I'll admit that she's probably wearing ALOT of makeup but you have to admit she doesn't look as ripped. Probably cutting out the roids. Also I seriously think she could make 135 now.


----------



## Joabbuac (Jan 31, 2009)

First picture she looks weird, but if she was in a club looking like she does in the rest of them... i wouldn't think twice about hitting on her.


----------



## kantowrestler (Jun 6, 2009)

And my point has been proven. Thank you very much I am happy!


----------



## LizaG (May 12, 2008)

This is an old shoot during her downtime after getting popped for PED's.

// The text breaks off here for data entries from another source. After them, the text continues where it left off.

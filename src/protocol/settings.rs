//! SETTINGS payload parsing and construction.
//!
//! A SETTINGS payload is a sequence of 6-byte entries, each a 16-bit
//! identifier followed by a 32-bit value, both big-endian. The manager
//! reads a handful of them (header table sizing for the compression
//! context, initial window size for flow control) and relays the frame
//! regardless, so parsing here is interpretation only and never blocks
//! forwarding.

use bytes::{BufMut, Bytes, BytesMut};

use super::Frame;
use crate::error::{Result, TapwireError};

/// Setting identifiers defined for the multiplexed transport.
pub mod setting_id {
    /// Maximum size of the peer's header compression table.
    pub const HEADER_TABLE_SIZE: u16 = 0x1;
    /// Whether the peer accepts pushed streams.
    pub const ENABLE_PUSH: u16 = 0x2;
    /// How many streams the sender allows concurrently.
    pub const MAX_CONCURRENT_STREAMS: u16 = 0x3;
    /// Initial per-stream flow-control window.
    pub const INITIAL_WINDOW_SIZE: u16 = 0x4;
    /// Largest frame payload the sender accepts.
    pub const MAX_FRAME_SIZE: u16 = 0x5;
    /// Advisory cap on the decoded size of a header list.
    pub const MAX_HEADER_LIST_SIZE: u16 = 0x6;
}

/// Size of one settings entry on the wire.
pub const SETTING_ENTRY_SIZE: usize = 6;

/// A parsed SETTINGS payload.
///
/// Entries keep their wire order, including duplicates and identifiers we
/// do not recognise, so re-encoding reproduces the original payload. The
/// typed accessors apply last-occurrence-wins, matching how receivers are
/// required to process the list.
#[derive(Debug, Clone, Default, PartialEq, Eq)]
pub struct Settings {
    entries: Vec<(u16, u32)>,
}

impl Settings {
    /// Create an empty settings list.
    pub fn new() -> Self {
        Self::default()
    }

    /// The settings this proxy announces on each intercepted connection:
    /// generous stream and window limits so neither peer stalls on us, and
    /// push disabled because pushed streams would bypass interception.
    pub fn proxy_defaults() -> Self {
        let mut settings = Self::new();
        settings.set(setting_id::MAX_CONCURRENT_STREAMS, 1000);
        settings.set(setting_id::INITIAL_WINDOW_SIZE, 0x5fff_ffff);
        settings.set(setting_id::ENABLE_PUSH, 0);
        settings
    }

    /// Parse a SETTINGS frame payload.
    ///
    /// # Errors
    ///
    /// Returns a protocol error when the payload is not a whole number of
    /// entries. The caller logs and relays the frame uninterpreted.
    pub fn parse(payload: &[u8]) -> Result<Self> {
        if payload.len() % SETTING_ENTRY_SIZE != 0 {
            return Err(TapwireError::Protocol(format!(
                "SETTINGS payload of {} bytes is not a multiple of {}",
                payload.len(),
                SETTING_ENTRY_SIZE
            )));
        }
        let entries = payload
            .chunks_exact(SETTING_ENTRY_SIZE)
            .map(|entry| {
                let id = u16::from_be_bytes([entry[0], entry[1]]);
                let value = u32::from_be_bytes([entry[2], entry[3], entry[4], entry[5]]);
                (id, value)
            })
            .collect();
        Ok(Self { entries })
    }

    /// Append an entry, keeping any earlier entry for the same id.
    pub fn set(&mut self, id: u16, value: u32) {
        self.entries.push((id, value));
    }

    /// Look up a setting. The last occurrence wins.
    pub fn get(&self, id: u16) -> Option<u32> {
        self.entries
            .iter()
            .rev()
            .find(|(entry_id, _)| *entry_id == id)
            .map(|(_, value)| *value)
    }

    /// Header compression table size, if announced.
    #[inline]
    pub fn header_table_size(&self) -> Option<u32> {
        self.get(setting_id::HEADER_TABLE_SIZE)
    }

    /// Header list size cap, if announced.
    #[inline]
    pub fn max_header_list_size(&self) -> Option<u32> {
        self.get(setting_id::MAX_HEADER_LIST_SIZE)
    }

    /// Initial per-stream window, if announced.
    #[inline]
    pub fn initial_window_size(&self) -> Option<u32> {
        self.get(setting_id::INITIAL_WINDOW_SIZE)
    }

    /// Largest accepted frame payload, if announced.
    #[inline]
    pub fn max_frame_size(&self) -> Option<u32> {
        self.get(setting_id::MAX_FRAME_SIZE)
    }

    /// Number of entries, counting duplicates.
    pub fn len(&self) -> usize {
        self.entries.len()
    }

    /// Whether the list carries no entries.
    pub fn is_empty(&self) -> bool {
        self.entries.is_empty()
    }

    /// Iterate entries in wire order.
    pub fn iter(&self) -> impl Iterator<Item = (u16, u32)> + '_ {
        self.entries.iter().copied()
    }

    /// Encode the entries back into a payload.
    pub fn encode(&self) -> Bytes {
        let mut buf = BytesMut::with_capacity(self.entries.len() * SETTING_ENTRY_SIZE);
        for (id, value) in &self.entries {
            buf.put_u16(*id);
            buf.put_u32(*value);
        }
        buf.freeze()
    }

    /// Wrap the entries in a SETTINGS frame on stream 0.
    pub fn to_frame(&self) -> Frame {
        Frame::settings(self.encode())
    }
}
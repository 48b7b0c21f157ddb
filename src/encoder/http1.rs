//! HTTP/1.1 encoder.
//!
//! Units are whole request or response messages. The delimiter walks the
//! header block for the body length rule that applies (status 100, chunked
//! transfer coding, `Content-Length`, or read-to-date), `decode` strips the
//! transfer coding, and `encode` re-emits the message with a recomputed
//! `Content-Length` so edited bodies stay consistent on the wire.
//!
//! The parsing helpers are shared with the WebSocket encoder, which speaks
//! HTTP/1.1 until the upgrade handshake completes.

use bytes::{BufMut, Bytes, BytesMut};

use crate::encoder::{Encoder, Framing, LogicalMessage, RecvBuffer};
use crate::error::{Result, TapwireError};

/// Request/response message encoder for HTTP/1.1 endpoints.
#[derive(Debug, Default)]
pub struct Http1Encoder {
    recv: RecvBuffer,
}

impl Http1Encoder {
    pub fn new() -> Self {
        Self::default()
    }
}

impl Encoder for Http1Encoder {
    fn name(&self) -> &'static str {
        "http/1.1"
    }

    fn check_delimiter(&self, buf: &[u8]) -> Result<Option<usize>> {
        Ok(http_delimiter(buf))
    }

    fn arrived(&mut self, data: &[u8]) -> Result<()> {
        self.recv.push(data);
        Ok(())
    }

    fn available(&mut self) -> Result<Option<Bytes>> {
        match http_delimiter(self.recv.view()) {
            Some(len) => Ok(Some(self.recv.take(len))),
            None => Ok(None),
        }
    }

    fn decode(&mut self, data: &[u8]) -> Result<LogicalMessage> {
        Ok(decode_http(data))
    }

    fn encode(&mut self, message: LogicalMessage) -> Result<Bytes> {
        encode_http(&message)
    }
}

/// Offset one past the header block (the empty line included), or `None`
/// while the block is still incomplete.
///
/// A `\r\n\r\n` terminator anywhere in the buffer wins over a bare `\n\n`.
pub(crate) fn find_header_end(data: &[u8]) -> Option<usize> {
    if let Some(i) = find(data, b"\r\n\r\n") {
        return Some(i + 4);
    }
    find(data, b"\n\n").map(|i| i + 2)
}

/// Length of the first complete HTTP/1.1 message, or `None` while more
/// bytes are needed.
pub(crate) fn http_delimiter(data: &[u8]) -> Option<usize> {
    let header_end = find_header_end(data)?;
    let head = String::from_utf8_lossy(&data[..header_end]);
    let mut lines = head.lines();
    let start_line = lines.next().unwrap_or_default();

    // Interim responses are header-only whatever fields they carry.
    if status_code(start_line).is_some_and(|code| (100..200).contains(&code)) {
        return Some(header_end);
    }

    let mut content_length: Option<usize> = None;
    let mut chunked = false;
    for line in lines {
        if let Some((name, value)) = line.split_once(':') {
            let value = value.trim();
            if name.eq_ignore_ascii_case("transfer-encoding")
                && value.to_ascii_lowercase().contains("chunked")
            {
                chunked = true;
            } else if name.eq_ignore_ascii_case("content-length") {
                content_length = value.parse().ok();
            }
        }
    }

    if chunked {
        let (consumed, _) = parse_chunked(&data[header_end..])?;
        return Some(header_end + consumed);
    }
    if let Some(len) = content_length {
        if data.len() >= header_end + len {
            return Some(header_end + len);
        }
        return None;
    }
    // No framing header: the unit is everything received so far.
    Some(data.len())
}

/// Interpret one complete message.
///
/// Total: anything that fails the HTTP grammar comes back as a raw unit
/// instead of an error, so undecodable traffic still flows.
pub(crate) fn decode_http(data: &[u8]) -> LogicalMessage {
    match try_decode_http(data) {
        Some(message) => message,
        None => LogicalMessage::raw(Bytes::copy_from_slice(data)),
    }
}

fn try_decode_http(data: &[u8]) -> Option<LogicalMessage> {
    let header_end = find_header_end(data)?;
    let head = String::from_utf8_lossy(&data[..header_end]);
    let mut lines = head.lines();
    let start_line = lines.next()?.to_string();
    if !valid_start_line(&start_line) {
        return None;
    }

    let mut headers = Vec::new();
    let mut chunked = false;
    for line in lines {
        if line.is_empty() {
            break;
        }
        let (name, value) = line.split_once(':')?;
        let name = name.trim().to_string();
        let value = value.trim().to_string();
        // Body framing headers are re-derived on encode; carrying them
        // through an edit would let them go stale.
        if name.eq_ignore_ascii_case("transfer-encoding")
            && value.to_ascii_lowercase().contains("chunked")
        {
            chunked = true;
            continue;
        }
        if name.eq_ignore_ascii_case("content-length") {
            continue;
        }
        headers.push((name, value));
    }

    let raw_body = &data[header_end..];
    let body = if chunked {
        let (_, body) = parse_chunked(raw_body)?;
        body.freeze()
    } else {
        Bytes::copy_from_slice(raw_body)
    };

    Some(LogicalMessage {
        stream_id: 0,
        end_stream: true,
        headers,
        body,
        framing: Framing::Http1 {
            start_line,
            chunked,
        },
    })
}

/// Serialize a message back to the wire with a recomputed
/// `Content-Length`. Chunked bodies come out as plain bodies.
pub(crate) fn encode_http(message: &LogicalMessage) -> Result<Bytes> {
    let start_line = match &message.framing {
        Framing::Http1 { start_line, .. } => start_line.as_str(),
        Framing::Raw => return Ok(message.body.clone()),
        other => {
            return Err(TapwireError::Encode(format!(
                "message framed as {other:?} cannot be serialized as http/1.1"
            )))
        }
    };

    let mut out = BytesMut::with_capacity(message.body.len() + 256);
    out.put_slice(start_line.as_bytes());
    out.put_slice(b"\r\n");
    for (name, value) in &message.headers {
        if name.eq_ignore_ascii_case("content-length")
            || name.eq_ignore_ascii_case("transfer-encoding")
        {
            continue;
        }
        out.put_slice(name.as_bytes());
        out.put_slice(b": ");
        out.put_slice(value.as_bytes());
        out.put_slice(b"\r\n");
    }
    let bodyless_status = status_code(start_line)
        .is_some_and(|code| (100..200).contains(&code) || code == 204);
    if bodyless_status && message.body.is_empty() {
        out.put_slice(b"\r\n");
        return Ok(out.freeze());
    }
    out.put_slice(format!("Content-Length: {}\r\n", message.body.len()).as_bytes());
    out.put_slice(b"\r\n");
    out.put_slice(&message.body);
    Ok(out.freeze())
}

/// `METHOD target HTTP/x` or `HTTP/x code reason`.
fn valid_start_line(line: &str) -> bool {
    let mut parts = line.split_whitespace();
    let Some(first) = parts.next() else {
        return false;
    };
    if first.starts_with("HTTP/") {
        return parts
            .next()
            .is_some_and(|code| !code.is_empty() && code.chars().all(|c| c.is_ascii_digit()));
    }
    let target = parts.next();
    let version = parts.next();
    target.is_some() && version.is_some_and(|v| v.starts_with("HTTP/"))
}

/// Status code of a response start line, `None` for requests.
pub(crate) fn status_code(start_line: &str) -> Option<u16> {
    if !start_line.starts_with("HTTP/") {
        return None;
    }
    start_line.split_whitespace().nth(1)?.parse().ok()
}

/// Walk a chunked body. Returns the bytes consumed through the final
/// zero chunk and the de-chunked payload, or `None` while incomplete.
fn parse_chunked(data: &[u8]) -> Option<(usize, BytesMut)> {
    let mut body = BytesMut::new();
    let mut pos = 0usize;
    loop {
        let line_end = find(&data[pos..], b"\r\n")? + pos;
        let size_text = std::str::from_utf8(&data[pos..line_end]).ok()?;
        let size_text = size_text.split(';').next()?.trim();
        let size = usize::from_str_radix(size_text, 16).ok()?;
        pos = line_end + 2;
        if size == 0 {
            // Trailer section, if any, runs through its own blank line.
            // Trailer fields are dropped with the rest of the coding.
            loop {
                let line_end = find(&data[pos..], b"\r\n")? + pos;
                let line_empty = line_end == pos;
                pos = line_end + 2;
                if line_empty {
                    return Some((pos, body));
                }
            }
        }
        if data.len() < pos + size + 2 {
            return None;
        }
        body.extend_from_slice(&data[pos..pos + size]);
        pos += size + 2;
    }
}

fn find(haystack: &[u8], needle: &[u8]) -> Option<usize> {
    if needle.is_empty() || haystack.len() < needle.len() {
        return None;
    }
    haystack.windows(needle.len()).position(|w| w == needle)
}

Surprised it's taken 3-4yrs for these to get posted.


----------



## kantowrestler (Jun 6, 2009)

Ok, what's she looking like nowadays?


----------



## LizaG (May 12, 2008)

Like this...


----------



## Joabbuac (Jan 31, 2009)

Wouldnt think twice....


----------



## prospect (Mar 26, 2014)

it's like having a crush on godzilla


----------



## Scarecrow (Mar 20, 2008)

Photoshop works wonders. As does taking pictures of someone's side vs straight on.


----------



## MK. (Dec 16, 2012)

Exit, stage left.


----------



## Killz (Oct 5, 2009)

Kanto definitely wants to give Cyborg the 'D'.


----------



## Dr Gonzo (May 27, 2010)

Still looks like a dude.


----------



## kantowrestler (Jun 6, 2009)

In terms of her face at least but her body seems to look more feminine. She used to look like a muscle machine but now she looks more like a woman in terms of her body. I guess we will see later.


----------



## LizaG (May 12, 2008)

kantowrestler said:


> I guess we will see later.


LOL what does that even mean?


----------



## kantowrestler (Jun 6, 2009)

Like at he next weight ins and who knows when that'll be. Though supposedly she is working on signing with the UFC as a bantamweight. So she'd be bypassing the whole fighting in Invicta route.


----------



## AlanS (Jun 16, 2009)

kantowrestler said:


> Like at he next weight ins and who knows when that'll be. Though supposedly she is working on signing with the UFC as a bantamweight. So she'd be bypassing the whole fighting in Invicta route.


She's on invicta 11 mate.


----------



## LizaG (May 12, 2008)

kantowrestler said:


> supposedly she is working on signing with the UFC as a bantamweight. So she'd be bypassing the whole fighting in Invicta route.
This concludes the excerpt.